Bez wyroku w sprawie 31-latki, która pijana wjechała do przejścia

Kobieta wjechała mercedesem do przejścia podziemnego / fot

Nie ma wyroku w sprawie 31-latki, która we wtorek w nocy, prowadząc pod wpływem alkoholu, wjechała swoim autem do przejścia podziemnego w centrum Warszawy. Decyzją sądu sprawa została przekazana prokuraturze. Kobieta nie może opuszczać kraju, a paszport oddawała niechętnie. Jak się okazało, kobieta nie pierwszy raz prowadziła będąc nietrzeźwą. Film i zdjęcia z miejsca otrzymaliśmy na Kontakt 24 od naszych internautów.

Kontakt24 - Opinia użytownika

Wbrew wcześniejszym doniesieniom, sąd nie wydał w środę wyroku w sprawie kobiety, która rozpędzonym autem wjechała do podziemnego przejścia przy Rotundzie. Sprawa została przekazana do prokuratury.

Sędzia uznał, że biegli muszą się wypowiedzieć na temat stanu zdrowia kobiety. "Wobec 31-latki zastosowano natomiast środki zapobiegawcze: dozór policyjny – ma ona zgłaszać się na policję dwa razy w tygodniu - oraz zakaz opuszczania kraju"- mówił, reporter TVN24 Łukasz Gonciarski.

Paszport oddała niechętnie

Kobieta nie może opuszczać kraju, musiała zdać paszport policji. "To mocno koliduje z moimi planami na święta" – oponowała oskarżona.

"Jest okres świąteczny i ja nie jestem egoistycznym człowiekiem, żeby sama spędzać święta. Możecie mi zabrać prawo jazdy, ale zdecydowanie nie paszport" - mówiła. Zobacz nagranie na tvnwarszawa.pl

Adwokat kobiety zapowiedział już, że będzie się odwoływać w sprawie środków zapobiegawczych.

Zeznawali świadkowie

Rozprawa rozpoczęła się o godz. 13:00. Powołanych zostało siedmiu świadków do tego, by złożyli swoje zeznania przed sądem. 31-latce grozi nawet do dwóch lat pozbawienia wolności.

"31-letnia kobieta usłyszała zarzut z art. 178, par. 1, punkt a k.k., czyli kierowanie w stanie nietrzeźwości" - poinformowała informowała nas we wtorek Edyta Adamus z zespołu prasowego stołecznej policji.

Komenda Stołeczna Policji

Mercedes wylądował w przejściu podziemnym

Do zdarzenia doszło we wtorek o godz. 2.36. "Kobieta jadąca od pl. Konstytucji mercedesem, na Rondzie Dmowskiego zahaczyła o opla astrę. Straciła panowanie nad samochodem. staranowała bariery ochronne i wjechała do przejścia podziemnego" - relacjonował w rozmowie z redakcją Kontaktu 24 asp. Piotr Świstak z zespołu prasowego stołecznej policji. Kobieta miała blisko promil alkoholu w organizmie. Opuściła pojazd wychodząc z niego szyberdachem. Zobacz nagranie z monitoringu na tvnwarszawa.pl

Nie pierwszy raz jechała po alkoholu

Jak relacjonowała reporterka TVN24, 31-latce już zdarzało się wsiadać za kierownicę, mimo że wcześniej piła alkohol.
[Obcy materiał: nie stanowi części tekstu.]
//! Multi-resolution k-means over the cumulative color population.
//!
//! Each resolution (cluster count) is solved independently with weighted
//! Lloyd iterations in RGB space. A resolution that was solved for the
//! previous epoch starts from that epoch's centroids; otherwise it is seeded
//! with weighted k-means++ from a fixed seed.
//!
//! Warm-start state lives in an explicit `resolution -> centroids` map. It is
//! only replaced by [`MultiResolutionClusterer::commit`], so a failed or
//! discarded run never leaks into the next epoch.

use std::collections::BTreeMap;

use rand::rngs::SmallRng;
use rand::{Rng, SeedableRng};
use rayon::prelude::*;
use serde::{Deserialize, Serialize};

use crate::color::{ColorKey, Rgb};
use crate::config::{ClusterConfig, PopulationMode};
use crate::error::ConfigError;

/// Full-precision centroid in RGB space.
pub type Centroid = [f64; 3];

/// Centroids of the last successful run, per resolution.
pub type WarmStart = BTreeMap<usize, Vec<Centroid>>;

/// Cumulative multiset of quantized colors observed so far.
#[derive(Clone, Debug, Default, PartialEq, Eq, Serialize, Deserialize)]
pub struct ColorPopulation {
    weights: BTreeMap<ColorKey, u64>,
}

impl ColorPopulation {
    pub fn new() -> Self {
        Self::default()
    }

    pub fn add(&mut self, key: ColorKey, n: u64) {
        if n > 0 {
            *self.weights.entry(key).or_insert(0) += n;
        }
    }

    pub fn distinct(&self) -> usize {
        self.weights.len()
    }

    /// Multiset size (sum of weights).
    pub fn total(&self) -> u64 {
        self.weights.values().sum()
    }

    pub fn is_empty(&self) -> bool {
        self.weights.is_empty()
    }

    pub fn weight(&self, key: ColorKey) -> u64 {
        self.weights.get(&key).copied().unwrap_or(0)
    }

    /// (key, weight) pairs in ascending key order.
    pub fn iter(&self) -> impl Iterator<Item = (ColorKey, u64)> + '_ {
        self.weights.iter().map(|(k, w)| (*k, *w))
    }

    /// Population size as seen by clustering under `mode`.
    pub fn size(&self, mode: PopulationMode) -> u64 {
        match mode {
            PopulationMode::Weighted => self.total(),
            PopulationMode::Distinct => self.distinct() as u64,
        }
    }

    /// Points in ascending key order with their clustering weights.
    /// Point index is the tie-break order everywhere in this module.
    fn points(&self, mode: PopulationMode) -> (Vec<Centroid>, Vec<f64>) {
        self.weights
            .iter()
            .map(|(key, w)| {
                let weight = match mode {
                    PopulationMode::Weighted => *w as f64,
                    PopulationMode::Distinct => 1.0,
                };
                (key.unpack().to_point(), weight)
            })
            .unzip()
    }
}

impl FromIterator<(ColorKey, u64)> for ColorPopulation {
    fn from_iter<T: IntoIterator<Item = (ColorKey, u64)>>(iter: T) -> Self {
        let mut pop = Self::new();
        for (key, n) in iter {
            pop.add(key, n);
        }
        pop
    }
}

/// One resolution's clustering of one epoch's cumulative population.
#[derive(Clone, Debug, PartialEq, Eq, Serialize, Deserialize)]
pub struct ClusterSolution {
    /// Centroids with channels truncated to integers.
    pub centroids: Vec<Rgb>,
    /// Population members assigned to each centroid.
    pub counts: Vec<u64>,
    pub total_colors: u64,
}

#[derive(Clone, Debug, PartialEq)]
pub struct ClusterDiagnostics {
    pub resolution: usize,
    pub iterations: usize,
    /// Weighted within-cluster sum of squared distances.
    pub inertia: f64,
    pub converged: bool,
    pub warm_started: bool,
}

/// Output of one epoch's clustering across all resolutions.
#[derive(Clone, Debug, Default, PartialEq)]
pub struct ClusterRun {
    pub solutions: BTreeMap<usize, ClusterSolution>,
    /// Full-precision centroids, the warm start for the next epoch.
    pub centroids: WarmStart,
    pub diagnostics: Vec<ClusterDiagnostics>,
}

struct KMeansFit {
    centroids: Vec<Centroid>,
    labels: Vec<usize>,
    iterations: usize,
    inertia: f64,
    converged: bool,
}

fn dist2(a: &Centroid, b: &Centroid) -> f64 {
    let dr = a[0] - b[0];
    let dg = a[1] - b[1];
    let db = a[2] - b[2];
    dr * dr + dg * dg + db * db
}

/// Nearest centroid; equidistant centroids resolve to the lowest index.
fn nearest(point: &Centroid, centroids: &[Centroid]) -> (usize, f64) {
    let mut best = 0;
    let mut best_d = f64::INFINITY;
    for (i, c) in centroids.iter().enumerate() {
        let d = dist2(point, c);
        if d < best_d {
            best_d = d;
            best = i;
        }
    }
    (best, best_d)
}

fn assign(points: &[Centroid], centroids: &[Centroid]) -> Vec<(usize, f64)> {
    points.par_iter().map(|p| nearest(p, centroids)).collect()
}

/// Pick an index with probability proportional to `scores`. Index 0 when
/// every score is zero.
fn sample_index(scores: &[f64], rng: &mut impl Rng) -> usize {
    let total: f64 = scores.iter().sum();
    if total <= 0.0 || !total.is_finite() {
        return 0;
    }
    let target = rng.random::<f64>() * total;
    let mut acc = 0.0;
    let mut last_positive = 0;
    for (i, s) in scores.iter().enumerate() {
        if *s > 0.0 {
            acc += s;
            last_positive = i;
            if target < acc {
                return i;
            }
        }
    }
    last_positive
}

/// Weighted k-means++ seeding.
fn seed_plus_plus(
    points: &[Centroid],
    weights: &[f64],
    k: usize,
    rng: &mut impl Rng,
) -> Vec<Centroid> {
    let mut centroids = Vec::with_capacity(k);
    centroids.push(points[sample_index(weights, rng)]);

    let mut closest: Vec<f64> = points.iter().map(|p| dist2(p, &centroids[0])).collect();
    while centroids.len() < k {
        let scores: Vec<f64> = closest.iter().zip(weights).map(|(d, w)| d * w).collect();
        let idx = if scores.iter().any(|s| *s > 0.0) {
            sample_index(&scores, rng)
        } else {
            // Only reachable with more centroids than distinct points.
            closest.iter().position(|d| *d > 0.0).unwrap_or(0)
        };
        let c = points[idx];
        for (d, p) in closest.iter_mut().zip(points) {
            *d = d.min(dist2(p, &c));
        }
        centroids.push(c);
    }
    centroids
}

/// Mean of the per-channel weighted variances.
fn mean_variance(points: &[Centroid], weights: &[f64]) -> f64 {
    let total: f64 = weights.iter().sum();
    if total <= 0.0 {
        return 0.0;
    }
    let mut mean = [0.0; 3];
    for (p, w) in points.iter().zip(weights) {
        for d in 0..3 {
            mean[d] += p[d] * w;
        }
    }
    for m in &mut mean {
        *m /= total;
    }
    let mut var = 0.0;
    for (p, w) in points.iter().zip(weights) {
        for d in 0..3 {
            var += w * (p[d] - mean[d]).powi(2);
        }
    }
    var / total / 3.0
}

fn lloyd(
    points: &[Centroid],
    weights: &[f64],
    init: Vec<Centroid>,
    max_iter: usize,
    tolerance: f64,
) -> KMeansFit {
    let k = init.len();
    let tol = tolerance * mean_variance(points, weights);
    let mut centroids = init;
    let mut iterations = 0;
    let mut converged = false;

    while iterations < max_iter {
        iterations += 1;
        let assigned = assign(points, &centroids);

        let mut sums = vec![[0.0; 3]; k];
        let mut mass = vec![0.0; k];
        for ((label, _), (p, w)) in assigned.iter().zip(points.iter().zip(weights)) {
            for d in 0..3 {
                sums[*label][d] += p[d] * w;
            }
            mass[*label] += w;
        }

        let mut next: Vec<Centroid> = (0..k)
            .map(|i| {
                if mass[i] > 0.0 {
                    [sums[i][0] / mass[i], sums[i][1] / mass[i], sums[i][2] / mass[i]]
                } else {
                    centroids[i]
                }
            })
            .collect();

        // Empty clusters move onto the worst-served points, heaviest first.
        let empty: Vec<usize> = (0..k).filter(|&i| mass[i] <= 0.0).collect();
        if !empty.is_empty() {
            let mut far: Vec<usize> = (0..points.len()).collect();
            far.sort_by(|&a, &b| {
                let da = assigned[a].1 * weights[a];
                let db = assigned[b].1 * weights[b];
                db.total_cmp(&da).then(a.cmp(&b))
            });
            for (slot, &pi) in empty.iter().zip(far.iter()) {
                next[*slot] = points[pi];
            }
        }

        let shift: f64 = centroids.iter().zip(&next).map(|(a, b)| dist2(a, b)).sum();
        centroids = next;
        if empty.is_empty() && shift <= tol {
            converged = true;
            break;
        }
    }

    let assigned = assign(points, &centroids);
    let inertia: f64 = assigned
        .iter()
        .zip(weights)
        .map(|((_, d), w)| d * w)
        .sum();
    KMeansFit {
        centroids,
        labels: assigned.into_iter().map(|(l, _)| l).collect(),
        iterations,
        inertia,
        converged,
    }
}

fn usable_warm_start(prev: Option<&Vec<Centroid>>, k: usize) -> Option<Vec<Centroid>> {
    prev.filter(|c| c.len() == k && c.iter().flatten().all(|v| v.is_finite()))
        .cloned()
}

fn truncate(c: &Centroid) -> Rgb {
    // `as` truncates toward zero; clamp guards float drift past the channel range.
    Rgb::new(
        c[0].clamp(0.0, 255.0) as u8,
        c[1].clamp(0.0, 255.0) as u8,
        c[2].clamp(0.0, 255.0) as u8,
    )
}

/// Cluster `population` at every configured resolution it can support.
///
/// A resolution `k` is solved only when the population holds at least `k`
/// distinct colors; otherwise it is absent from the run. Pure: the caller
/// decides whether to commit the returned centroids as the next warm start.
pub fn cluster(
    population: &ColorPopulation,
    config: &ClusterConfig,
    warm_start: &WarmStart,
) -> ClusterRun {
    let mut run = ClusterRun::default();
    if population.is_empty() {
        return run;
    }

    let (points, weights) = population.points(config.population);
    let total = population.size(config.population);

    for &k in config.resolutions.iter().filter(|&&k| k >= 1 && k <= points.len()) {
        let warm = usable_warm_start(warm_start.get(&k), k);
        let warm_started = warm.is_some();
        let init = match warm {
            Some(c) => c,
            None => {
                let mut rng = SmallRng::seed_from_u64(config.seed);
                seed_plus_plus(&points, &weights, k, &mut rng)
            }
        };

        let fit = lloyd(&points, &weights, init, config.max_iter, config.tolerance);

        let mut counts = vec![0u64; k];
        for (label, (_, w)) in fit.labels.iter().zip(population.iter()) {
            counts[*label] += match config.population {
                PopulationMode::Weighted => w,
                PopulationMode::Distinct => 1,
            };
        }

        run.solutions.insert(
            k,
            ClusterSolution {
                centroids: fit.centroids.iter().map(truncate).collect(),
                counts,
                total_colors: total,
            },
        );
        run.diagnostics.push(ClusterDiagnostics {
            resolution: k,
            iterations: fit.iterations,
            inertia: fit.inertia,
            converged: fit.converged,
            warm_started,
        });
        run.centroids.insert(k, fit.centroids);
    }
    run
}

/// Per-resolution clustering state carried from epoch to epoch.
#[derive(Clone, Debug)]
pub struct MultiResolutionClusterer {
    config: ClusterConfig,
    warm_start: WarmStart,
}

impl MultiResolutionClusterer {
    pub fn new(config: ClusterConfig) -> Result<Self, ConfigError> {
        Self::with_warm_start(config, WarmStart::new())
    }

    pub fn with_warm_start(
        config: ClusterConfig,
        warm_start: WarmStart,
    ) -> Result<Self, ConfigError> {
        config.validate()?;
        Ok(Self { config, warm_start })
    }

    pub fn config(&self) -> &ClusterConfig {
        &self.config
    }

    pub fn warm_start(&self) -> &WarmStart {
        &self.warm_start
    }

    /// Solve without touching the warm-start chain.
    pub fn cluster(&self, population: &ColorPopulation) -> ClusterRun {
        cluster(population, &self.config, &self.warm_start)
    }

    /// Adopt a run's centroids as the warm start of each solved resolution.
    /// Resolutions absent from the run keep their previous seed.
    pub fn commit(&mut self, run: &ClusterRun) {
        for (k, centroids) in &run.centroids {
            self.warm_start.insert(*k, centroids.clone());
        }
    }

    /// Cluster and commit in one step.
    pub fn advance(&mut self, population: &ColorPopulation) -> ClusterRun {
        let run = self.cluster(population);
        self.commit(&run);
        run
    }
}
"Po raz pierwszy została zatrzymana przez policję w 2008 r. Miała we krwi poniżej pół promila alkoholu, dlatego zdarzenie zostało zakwalifikowane jako wykroczenie. W sierpniu tego roku miała z kolei powyżej pół promila alkoholu, co jest już przestępstwem. Kobiecie odebrano prawo jazdy i zasądzono zakaz prowadzenia samochodu. Odwołała się ona od tego wyroku. Wyrok jest nieprawomocny, co w świetle przepisów oznacza, że mogła prowadzić samochód" - tłumaczyła.

Jak wymieniła, gdyby kobieta kierowała samochodem bezprawnie, mogłoby jej grozić pozbawienie wolności do dwóch lat, długoterminowy zakaz prowadzenia pojazdów czy też kara grzywny.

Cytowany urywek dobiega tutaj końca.